There have been a number of recent articles on the resurgence of methamphetamine around the US — including in areas where meth use has historically been low. Two examples:
A New Drug Scourge: Deaths Involving Meth Are Rising Fast
Meth is Cheaper, More Potent, and More Common Than Ever
Meth users now outnumber heroin and cocaine users in many parts of the country. This rapid growth is driven by the increased availability of higher-quality product at lower prices. Distribution isn’t a problem; suppliers simply make use of the network that already exists. Easy to plug meth into the channels that carry heroin, coke, and cannabis to black market customers.
We in the Southwest are accustomed to the difficulties involved in controlling the meth traffic. For one thing, it can be produced right here in the States, using available chemicals and circumventing any efforts at the border. Because it’s highly addictive, users quickly progress to IV use, putting themselves at risk for a variety of problems, not least of which is HIV/AIDS. Competition among gangs for market share can be every bit as fierce and violent as we’ve seen with cocaine and heroin.
Reports claim the new, more potent meth on today’s streets leads to much higher rates of unintended overdose, including the fatal kind. Chronic users are likely to show signs of serious cardiac disease. Examples have been found of ordinary street meth cut with opiates, principally fentanyl — a fatality in waiting.
Drug experts bemoan the lack of a methadone-like medication they can use to substitute for meth. There were repeated unsuccessful attempts to develop such a med during the cocaine and crack epidemics of the 70’s and 80’s. Stimulants aren’t characterized by a clearly defined, time-limited, opioid-like acute withdrawal syndrome. Where the heroin patient’s dependence can be transferred to another opioid medication, making further heroin use difficult (and discouraging users from dropping out of treatment), no such solution currently exists for methamphetamine. “Heroin withdrawal is like an awful bout of the flu,” one former patient, a screenwriter, told me. “Getting off methadone, that feels like dying.” Hyperbole, no doubt, but a common sentiment among maintenance clients.
Not that recovery from stimulant addiction is easier than from opioids. Drug hunger can be persistent, and may arrive unexpectedly, in waves that overwhelm the average person’s will to resist. “I was feeling a lot better, and then wham! like running into a brick wall. I was back on meth before I knew it.”
Hitting the Wall is a frequent description of the experience. It refers to a sudden return of intense craving and psychological distress akin to the very first days without the drug. The roots of this “Wall” may be both physiological– perhaps a rebalancing of disrupted neurochemistry– and psychological, in the form of conditioned behaviors reinforced over months and years of drug use. Sights, sounds, and other cues can activate a compulsion and spur impulsive relapse.

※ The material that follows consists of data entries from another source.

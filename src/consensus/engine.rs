//! Multi-source weighted consensus.
//!
//! Warn-only: outliers and high variance annotate the result but
//! never remove a source or block a value. Every intermediate quantity is
//! carried in the diagnostics so any consensus value can be explained after
//! the fact.

use itertools::{Itertools, MinMaxResult};
use ordered_float::OrderedFloat;
use serde::{Deserialize, Serialize};
use std::collections::BTreeMap;
use validator::Validate;

use crate::config::{ConfigError, ConsensusConfig};
use crate::consensus::median;
use crate::consensus::weights::{effective_weights, VetoOutcome};
use crate::domain::SourceReading;

/// Three-tier classification of how much the present sources disagree.
#[derive(
    Debug, Clone, Copy, PartialEq, Eq, Serialize, Deserialize, strum::Display,
)]
#[serde(rename_all = "UPPERCASE")]
#[strum(serialize_all = "UPPERCASE")]
pub enum VarianceLevel {
    Low,
    Moderate,
    Critical,
}

/// A reading statistically far from the group median. Flag-only: the source
/// still participates in the weighted computation.
#[derive(Debug, Clone, Serialize, Deserialize)]
pub struct OutlierFlag {
    pub source: String,
    pub value: f64,
    /// Absolute deviation from the unweighted median, °F.
    pub deviation: f64,
}

/// Audit trail for one consensus computation.
#[derive(Debug, Clone, Default, Serialize, Deserialize)]
pub struct ConsensusDiagnostics {
    pub present_count: usize,
    pub unweighted_median: Option<f64>,
    pub stdev: Option<f64>,
    /// Configured base weights of the present sources.
    pub raw_weights: BTreeMap<String, f64>,
    /// Weights actually used, after any veto demotion.
    pub effective_weights: BTreeMap<String, f64>,
    pub veto: VetoOutcome,
    pub outlier_count: usize,
    pub note: Option<String>,
}

/// Output of one consensus computation. Immutable once produced; one
/// instance per (timestamp, quantity) pair.
#[derive(Debug, Clone, Serialize, Deserialize)]
pub struct ConsensusResult {
    /// Weighted-median consensus in °F. None when no source reported:
    /// the explicit no-data verdict, never an error.
    pub value: Option<f64>,
    pub variance: VarianceLevel,
    /// max − min across present readings, °F.
    pub spread: f64,
    pub outliers: Vec<OutlierFlag>,
    /// Agreement score in [0, 1]; 1.0 means perfect agreement.
    pub confidence: f64,
    /// Each source's effective weight normalized by the total.
    pub source_contributions: BTreeMap<String, f64>,
    pub diagnostics: ConsensusDiagnostics,
}

impl ConsensusResult {
    fn no_data() -> Self {
        Self {
            value: None,
            variance: VarianceLevel::Critical,
            spread: 0.0,
            outliers: Vec::new(),
            confidence: 0.0,
            source_contributions: BTreeMap::new(),
            diagnostics: ConsensusDiagnostics {
                note: Some("no source reported a value".to_string()),
                ..Default::default()
            },
        }
    }
}

/// Weighted robust consensus over named source readings.
pub struct ConsensusEngine {
    config: ConsensusConfig,
}

impl ConsensusEngine {
    /// Validates the configuration once, up front.
    pub fn new(config: ConsensusConfig) -> Result<Self, ConfigError> {
        config.validate()?;
        Ok(Self { config })
    }

    pub fn config(&self) -> &ConsensusConfig {
        &self.config
    }

    /// Compute the consensus for one (timestamp, quantity) pair.
    ///
    /// `designated_primary` names the high-trust source the veto guardrail
    /// watches. The result is identical under any permutation of `readings`.
    pub fn compute(&self, readings: &[SourceReading], designated_primary: &str) -> ConsensusResult {
        let mut present: Vec<(String, f64)> = readings
            .iter()
            .filter_map(|r| r.value_f().map(|v| (r.source.clone(), v)))
            .collect();
        if present.is_empty() {
            return ConsensusResult::no_data();
        }
        // Canonical (value, name) order makes every downstream sum and scan
        // independent of the caller's input order.
        present.sort_by(|a, b| OrderedFloat(a.1).cmp(&OrderedFloat(b.1)).then(a.0.cmp(&b.0)));

        let raw_weights: BTreeMap<String, f64> = present
            .iter()
            .map(|(source, _)| (source.clone(), self.config.weight_for(source)))
            .collect();
        let (effective, veto) = effective_weights(&self.config, &present, designated_primary);

        let values: Vec<f64> = present.iter().map(|(_, value)| *value).collect();
        let unweighted_median = median(&values);
        let mean = values.iter().sum::<f64>() / values.len() as f64;
        let variance_sum = values.iter().map(|v| (v - mean).powi(2)).sum::<f64>();
        let stdev = (variance_sum / values.len() as f64).sqrt();

        let outliers: Vec<OutlierFlag> = if stdev > 0.0 {
            present
                .iter()
                .filter_map(|(source, value)| {
                    let deviation = (value - unweighted_median).abs();
                    (deviation > self.config.outlier_stdev_k * stdev).then(|| OutlierFlag {
                        source: source.clone(),
                        value: *value,
                        deviation,
                    })
                })
                .collect()
        } else {
            Vec::new()
        };

        let total_weight: f64 = present.iter().map(|(source, _)| effective[source]).sum();
        let consensus = Self::weighted_median(&present, &effective, total_weight);

        let spread = match values.iter().copied().minmax() {
            MinMaxResult::MinMax(lo, hi) => hi - lo,
            MinMaxResult::OneElement(_) => 0.0,
            MinMaxResult::NoElements => 0.0,
        };
        let variance = if spread < self.config.variance_low_f {
            VarianceLevel::Low
        } else if spread < self.config.variance_critical_f {
            VarianceLevel::Moderate
        } else {
            VarianceLevel::Critical
        };

        let confidence = if present.len() == 1 {
            1.0
        } else {
            let weighted_mad = if total_weight > 0.0 {
                present
                    .iter()
                    .map(|(source, value)| effective[source] * (value - consensus).abs())
                    .sum::<f64>()
                    / total_weight
            } else {
                values.iter().map(|v| (v - consensus).abs()).sum::<f64>() / values.len() as f64
            };
            1.0 / (1.0 + weighted_mad / self.config.confidence_scale_f)
        };

        let source_contributions: BTreeMap<String, f64> = if total_weight > 0.0 {
            effective
                .iter()
                .map(|(source, weight)| (source.clone(), weight / total_weight))
                .collect()
        } else {
            let share = 1.0 / present.len() as f64;
            effective
                .keys()
                .map(|source| (source.clone(), share))
                .collect()
        };

        ConsensusResult {
            value: Some(consensus),
            variance,
            spread,
            outliers: outliers.clone(),
            confidence,
            source_contributions,
            diagnostics: ConsensusDiagnostics {
                present_count: present.len(),
                unweighted_median: Some(unweighted_median),
                stdev: Some(stdev),
                raw_weights,
                effective_weights: effective,
                veto,
                outlier_count: outliers.len(),
                note: None,
            },
        }
    }

    /// Value at which the cumulative effective weight first reaches half the
    /// total. `present` is already sorted by (value, name).
    fn weighted_median(
        present: &[(String, f64)],
        effective: &BTreeMap<String, f64>,
        total_weight: f64,
    ) -> f64 {
        let half = total_weight / 2.0;
        let mut cumulative = 0.0;
        for (source, value) in present {
            cumulative += effective[source];
            if cumulative >= half {
                return *value;
            }
        }
        // Reachable only on an all-zero weight table; the scan above already
        // returned the smallest value in that case.
        present[present.len() - 1].1
    }
}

Last but not least, there’s the violence associated with chronic stimulant use. Where opioids depress the central nervous system, stimulant use can agitate it. Chronic users routinely report symptoms of irritability, loss of appetite, disrupted sleep, anxiety and panic, even bouts of rage. Reports of paranoia are common, and some users experience hallucinations, visual and auditory. Those are often paranoid too.
In the past, violent crime stats have reflected this. I learned there were 166 homicides in the District of Columbia in 2019, highest in a decade. That’s during an opioid epidemic, in a town where heroin has always been plentiful. Yet DC’s all-time record — an incredible 487 homicides — was set in the early ’90s, during a crack cocaine epidemic. Incarceration rates soared, in an effort to get the violence off the streets.
Of course we’ve been down this road with amphetamines too. More than once, in fact. Hopefully we’ll remember some of the lessons learned.
I’ll end here with a link to a remarkable book of photos by a onetime meth addict who documented his experience before going onto recovery. He’s since become a successful filmmaker. The characters may have changed but the script, I suspect, remains the same:
From the frontispiece: “i was born in Tulsa Oklahoma in 1943. when I was sixteen I started shooting amphetamine. I shot with my friends every day for three years and then left town but i’ve gone back through the years. once the needle goes in it never comes out.”